▸ **AIM OF THE TASK**: The word to look for is "rejections". Report every line of the entries below that has it.

▸ **MATERIAL TO PROCESS**:
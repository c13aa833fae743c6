//! Feed document models
//!
//! Each stage group has its own entry type; the field sets differ and are
//! never merged into one record with optional fields.

use rust_decimal::Decimal;
use serde::ser::SerializeTuple;
use serde::{Serialize, Serializer};

pub const IDEAS_LABEL: &str = "Ideas";

/// Entry of the `Ideas` group, built from an open merge request
#[derive(Debug, Clone, PartialEq, Eq, Serialize)]
pub struct IdeaEntry {
    pub name: String,
    #[serde(rename = "gitlab-url")]
    pub gitlab_url: String,
    pub author: String,
    pub date: String,
}

/// Entry of the `Funding Required` group
#[derive(Debug, Clone, PartialEq, Serialize)]
pub struct FundingEntry {
    pub name: String,
    #[serde(rename = "gitlab-url")]
    pub gitlab_url: String,
    #[serde(rename = "local-url")]
    pub local_url: String,
    #[serde(rename = "donate-url")]
    pub donate_url: String,
    #[serde(with = "rust_decimal::serde::float")]
    pub percentage: Decimal,
    #[serde(with = "rust_decimal::serde::float")]
    pub amount: Decimal,
    #[serde(rename = "amount-funded", with = "rust_decimal::serde::float")]
    pub amount_funded: Decimal,
    pub author: String,
    pub date: String,
}

/// Entry of the `Work in Progress` group
///
/// Milestone counters are always zero; milestones are not tracked yet.
#[derive(Debug, Clone, PartialEq, Serialize)]
pub struct WorkInProgressEntry {
    pub name: String,
    #[serde(rename = "gitlab-url")]
    pub gitlab_url: String,
    #[serde(rename = "local-url")]
    pub local_url: String,
    pub milestones: u32,
    #[serde(rename = "milestones-completed")]
    pub milestones_completed: u32,
    #[serde(rename = "milestones-percentage")]
    pub milestones_percentage: u32,
    #[serde(with = "rust_decimal::serde::float")]
    pub percentage: Decimal,
    #[serde(with = "rust_decimal::serde::float")]
    pub amount: Decimal,
    #[serde(rename = "amount-funded", with = "rust_decimal::serde::float")]
    pub amount_funded: Decimal,
    pub author: String,
    pub date: String,
}

/// One labelled group of entries
#[derive(Debug, Clone, PartialEq, Serialize)]
pub struct StageGroup<T> {
    pub stage: String,
    pub proposals: Vec<T>,
}

impl<T> StageGroup<T> {
    pub fn new(stage: impl Into<String>, proposals: Vec<T>) -> Self {
        Self {
            stage: stage.into(),
            proposals,
        }
    }
}

/// The complete feed: exactly three groups in fixed order
#[derive(Debug, Clone, PartialEq)]
pub struct FeedDocument {
    pub ideas: StageGroup<IdeaEntry>,
    pub funding_required: StageGroup<FundingEntry>,
    pub work_in_progress: StageGroup<WorkInProgressEntry>,
}

impl FeedDocument {
    pub fn entry_count(&self) -> usize {
        self.ideas.proposals.len()
            + self.funding_required.proposals.len()
            + self.work_in_progress.proposals.len()
    }
}

// Serialized as a bare three-element JSON array.
impl Serialize for FeedDocument {
    fn serialize<S: Serializer>(&self, serializer: S) -> Result<S::Ok, S::Error> {
        let mut groups = serializer.serialize_tuple(3)?;
        groups.serialize_element(&self.ideas)?;
        groups.serialize_element(&self.funding_required)?;
        groups.serialize_element(&self.work_in_progress)?;
        groups.end()
    }
}
//! Intake validator
//!
//! Turns open merge requests into `Ideas` entries. Each merge request must
//! add exactly one top-level markdown document whose name is not claimed by
//! an earlier merge request in the same run nor by a stored project.
//!
//! The checks run in a fixed order and the first failure is the reported
//! reason. Input order decides which of two merge requests adding the same
//! file wins, so the claim table is threaded through a sequential fold.

use crate::intake::format::{escape_html, feed_date};
use crate::models::{ChangeProposal, IdeaEntry};
use once_cell::sync::Lazy;
use regex::Regex;
use std::collections::{BTreeMap, HashSet};
use thiserror::Error;

/// Characters stripped from both ends of a title: space, tab, newline,
/// carriage return, NUL and vertical tab. Other Unicode spaces are kept.
const TITLE_PADDING: &[char] = &[' ', '\t', '\n', '\r', '\0', '\x0B'];

/// Accepted document names: at least one character, then `.md`
static DOCUMENT_NAME: Lazy<Regex> = Lazy::new(|| {
    Regex::new(r".+\.md$").expect("document name pattern is valid")
});

/// Why a merge request did not become an idea
#[derive(Debug, Clone, PartialEq, Eq, Error)]
pub enum Rejection {
    #[error("doesn't add any new file")]
    NoFiles,

    #[error("contains multiple files ({count})")]
    MultipleFiles { count: usize },

    #[error("doesn't contain any .md file ({filename})")]
    NotDocument { filename: String },

    #[error("{filename} must be in the root folder")]
    NotTopLevel { filename: String },

    #[error("duplicated {filename}, another MR #{claimed_by}")]
    Duplicate {
        filename: String,
        claimed_by: u64,
        claimed_title: String,
    },

    #[error("already have a project {filename}")]
    AlreadyStored { filename: String },
}

/// A rejected merge request, as reported to operators
#[derive(Debug, Clone, PartialEq, Eq)]
pub struct RejectionNotice {
    pub proposal_id: u64,
    pub title: String,
    pub reason: Rejection,
}

/// The merge request that first claimed a filename in this run
#[derive(Debug, Clone, PartialEq, Eq)]
pub struct Claim {
    pub proposal_id: u64,
    pub title: String,
}

/// Filename -> claiming merge request, built up during one run
pub type ClaimedFilenames = BTreeMap<String, Claim>;

/// Per-merge-request verdict, kept in input order for the operator log
#[derive(Debug, Clone, PartialEq, Eq)]
pub enum Decision {
    Accepted {
        proposal_id: u64,
        title: String,
        filename: String,
    },
    Rejected(RejectionNotice),
}

/// Result of one intake run
#[derive(Debug, Clone, Default, PartialEq, Eq)]
pub struct IntakeOutcome {
    pub accepted: Vec<IdeaEntry>,
    pub rejections: Vec<RejectionNotice>,
    pub claimed: ClaimedFilenames,
    pub decisions: Vec<Decision>,
}

impl IntakeOutcome {
    pub fn processed(&self) -> usize {
        self.accepted.len() + self.rejections.len()
    }
}

/// Validate merge requests against each other and the stored filenames
///
/// Every input ends up in exactly one of `accepted` or `rejections`, both
/// in input order. `decisions` interleaves the two in input order.
pub fn validate<I>(proposals: I, existing_filenames: &HashSet<String>) -> IntakeOutcome
where
    I: IntoIterator<Item = ChangeProposal>,
{
    proposals
        .into_iter()
        .fold(IntakeOutcome::default(), |mut outcome, proposal| {
            match check(&proposal, &outcome.claimed, existing_filenames) {
                Ok(filename) => {
                    let filename = filename.to_string();
                    outcome.accepted.push(idea_entry(&proposal));
                    outcome.claimed.insert(
                        filename.clone(),
                        Claim {
                            proposal_id: proposal.id,
                            title: proposal.title.clone(),
                        },
                    );
                    outcome.decisions.push(Decision::Accepted {
                        proposal_id: proposal.id,
                        title: proposal.title,
                        filename,
                    });
                }
                Err(reason) => {
                    let notice = RejectionNotice {
                        proposal_id: proposal.id,
                        title: proposal.title,
                        reason,
                    };
                    outcome.rejections.push(notice.clone());
                    outcome.decisions.push(Decision::Rejected(notice));
                }
            }
            outcome
        })
}

/// Run the intake checks in order; returns the claimed filename on success
pub fn check<'p>(
    proposal: &'p ChangeProposal,
    claimed: &ClaimedFilenames,
    existing_filenames: &HashSet<String>,
) -> Result<&'p str, Rejection> {
    let filename = match proposal.new_files.as_slice() {
        [] => return Err(Rejection::NoFiles),
        [single] => single.as_str(),
        many => return Err(Rejection::MultipleFiles { count: many.len() }),
    };

    if !DOCUMENT_NAME.is_match(filename) {
        return Err(Rejection::NotDocument {
            filename: filename.to_string(),
        });
    }

    if base_name(filename) != filename {
        return Err(Rejection::NotTopLevel {
            filename: filename.to_string(),
        });
    }

    if let Some(claim) = claimed.get(filename) {
        return Err(Rejection::Duplicate {
            filename: filename.to_string(),
            claimed_by: claim.proposal_id,
            claimed_title: claim.title.clone(),
        });
    }

    if existing_filenames.contains(filename) {
        return Err(Rejection::AlreadyStored {
            filename: filename.to_string(),
        });
    }

    Ok(filename)
}

/// Build the feed entry; proposal text is untrusted and gets escaped
pub fn idea_entry(proposal: &ChangeProposal) -> IdeaEntry {
    IdeaEntry {
        name: escape_html(proposal.title.trim_matches(TITLE_PADDING)),
        gitlab_url: escape_html(&proposal.web_url),
        author: escape_html(&proposal.author),
        date: feed_date(&proposal.created_at),
    }
}

fn base_name(path: &str) -> &str {
    path.rsplit('/').next().unwrap_or(path)
}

▸ **FINISHED EXERCISE**:
    pub rejections: Vec<RejectionNotice>,
        self.accepted.len() + self.rejections.len()
/// Every input ends up in exactly one of `accepted` or `rejections`, both
                    outcome.rejections.push(notice.clone());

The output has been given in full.